*** Opening Entries supplied ***

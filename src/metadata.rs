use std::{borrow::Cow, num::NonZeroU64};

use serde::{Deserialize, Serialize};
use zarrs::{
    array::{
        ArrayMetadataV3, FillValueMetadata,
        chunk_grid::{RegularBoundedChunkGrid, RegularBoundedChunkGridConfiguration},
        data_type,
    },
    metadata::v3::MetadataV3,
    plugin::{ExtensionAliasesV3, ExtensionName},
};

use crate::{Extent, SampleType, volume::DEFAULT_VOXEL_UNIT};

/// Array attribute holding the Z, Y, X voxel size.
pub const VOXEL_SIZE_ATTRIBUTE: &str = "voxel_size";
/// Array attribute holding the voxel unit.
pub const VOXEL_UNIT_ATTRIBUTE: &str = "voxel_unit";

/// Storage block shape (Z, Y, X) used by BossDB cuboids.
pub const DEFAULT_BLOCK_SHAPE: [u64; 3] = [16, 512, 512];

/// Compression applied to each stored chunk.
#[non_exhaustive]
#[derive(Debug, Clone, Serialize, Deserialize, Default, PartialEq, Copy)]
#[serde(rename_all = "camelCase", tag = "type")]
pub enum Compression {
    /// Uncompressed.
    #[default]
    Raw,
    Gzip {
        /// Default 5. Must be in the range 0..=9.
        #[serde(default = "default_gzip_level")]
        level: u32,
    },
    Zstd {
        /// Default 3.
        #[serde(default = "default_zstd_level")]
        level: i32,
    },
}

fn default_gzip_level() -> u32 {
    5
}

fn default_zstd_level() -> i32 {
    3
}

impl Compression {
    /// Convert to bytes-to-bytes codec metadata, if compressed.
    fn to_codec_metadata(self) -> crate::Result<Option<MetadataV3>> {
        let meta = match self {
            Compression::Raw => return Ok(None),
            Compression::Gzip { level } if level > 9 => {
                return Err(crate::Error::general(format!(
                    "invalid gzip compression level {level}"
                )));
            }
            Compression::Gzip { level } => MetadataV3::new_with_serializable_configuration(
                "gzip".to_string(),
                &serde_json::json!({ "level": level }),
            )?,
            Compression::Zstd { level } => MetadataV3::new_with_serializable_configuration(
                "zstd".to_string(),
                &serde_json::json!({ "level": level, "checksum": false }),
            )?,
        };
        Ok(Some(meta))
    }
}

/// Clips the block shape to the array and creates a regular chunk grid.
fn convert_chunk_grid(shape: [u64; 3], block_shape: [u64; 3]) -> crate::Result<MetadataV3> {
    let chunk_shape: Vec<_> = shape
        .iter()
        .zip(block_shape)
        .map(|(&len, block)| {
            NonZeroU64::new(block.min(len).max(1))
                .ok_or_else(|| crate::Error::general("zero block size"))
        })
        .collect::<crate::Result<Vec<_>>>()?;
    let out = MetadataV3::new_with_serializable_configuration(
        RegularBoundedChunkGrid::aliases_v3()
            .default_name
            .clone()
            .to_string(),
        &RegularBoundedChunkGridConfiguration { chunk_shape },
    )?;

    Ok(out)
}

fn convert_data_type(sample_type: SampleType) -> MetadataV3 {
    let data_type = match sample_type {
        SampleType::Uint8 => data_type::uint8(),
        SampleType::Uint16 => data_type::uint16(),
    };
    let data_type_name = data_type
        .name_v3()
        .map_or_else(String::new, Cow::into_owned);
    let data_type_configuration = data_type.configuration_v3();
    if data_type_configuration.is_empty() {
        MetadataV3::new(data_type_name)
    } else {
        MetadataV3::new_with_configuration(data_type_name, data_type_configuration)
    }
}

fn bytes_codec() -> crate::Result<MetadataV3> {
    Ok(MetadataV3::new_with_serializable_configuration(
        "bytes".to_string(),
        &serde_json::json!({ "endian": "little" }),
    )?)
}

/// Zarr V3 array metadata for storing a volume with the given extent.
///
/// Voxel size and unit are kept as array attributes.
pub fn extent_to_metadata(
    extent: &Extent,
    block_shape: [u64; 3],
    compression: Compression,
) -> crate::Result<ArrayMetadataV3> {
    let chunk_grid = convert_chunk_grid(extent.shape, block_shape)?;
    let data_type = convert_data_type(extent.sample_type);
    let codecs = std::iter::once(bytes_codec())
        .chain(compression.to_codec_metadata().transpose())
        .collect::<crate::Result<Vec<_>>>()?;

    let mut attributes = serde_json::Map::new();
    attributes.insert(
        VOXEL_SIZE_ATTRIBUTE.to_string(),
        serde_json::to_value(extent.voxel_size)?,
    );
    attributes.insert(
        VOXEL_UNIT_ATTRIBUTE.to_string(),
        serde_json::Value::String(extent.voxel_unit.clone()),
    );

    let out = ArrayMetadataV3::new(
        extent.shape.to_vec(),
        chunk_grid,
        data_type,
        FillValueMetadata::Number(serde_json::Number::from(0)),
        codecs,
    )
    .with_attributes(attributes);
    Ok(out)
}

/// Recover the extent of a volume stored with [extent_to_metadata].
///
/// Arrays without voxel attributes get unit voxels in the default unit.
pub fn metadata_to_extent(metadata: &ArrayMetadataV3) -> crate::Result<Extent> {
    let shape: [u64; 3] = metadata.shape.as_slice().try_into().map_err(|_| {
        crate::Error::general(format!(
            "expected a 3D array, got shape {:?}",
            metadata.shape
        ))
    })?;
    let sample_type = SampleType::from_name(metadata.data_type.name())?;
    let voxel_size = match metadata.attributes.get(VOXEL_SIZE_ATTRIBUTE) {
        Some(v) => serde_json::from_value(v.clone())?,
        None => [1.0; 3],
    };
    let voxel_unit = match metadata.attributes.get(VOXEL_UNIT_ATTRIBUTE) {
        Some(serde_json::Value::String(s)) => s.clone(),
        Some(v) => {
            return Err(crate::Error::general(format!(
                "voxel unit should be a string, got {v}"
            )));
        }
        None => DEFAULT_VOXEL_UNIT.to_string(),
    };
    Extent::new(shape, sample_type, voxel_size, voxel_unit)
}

*** Closing Entries supplied ***

Task to complete: Using the entries above, find all lines with "attributes". Copy them.

Answer to the problem:
/// Voxel size and unit are kept as array attributes.
    let mut attributes = serde_json::Map::new();
    attributes.insert(
    attributes.insert(
    .with_attributes(attributes);
/// Arrays without voxel attributes get unit voxels in the default unit.
    let voxel_size = match metadata.attributes.get(VOXEL_SIZE_ATTRIBUTE) {
    let voxel_unit = match metadata.attributes.get(VOXEL_UNIT_ATTRIBUTE) {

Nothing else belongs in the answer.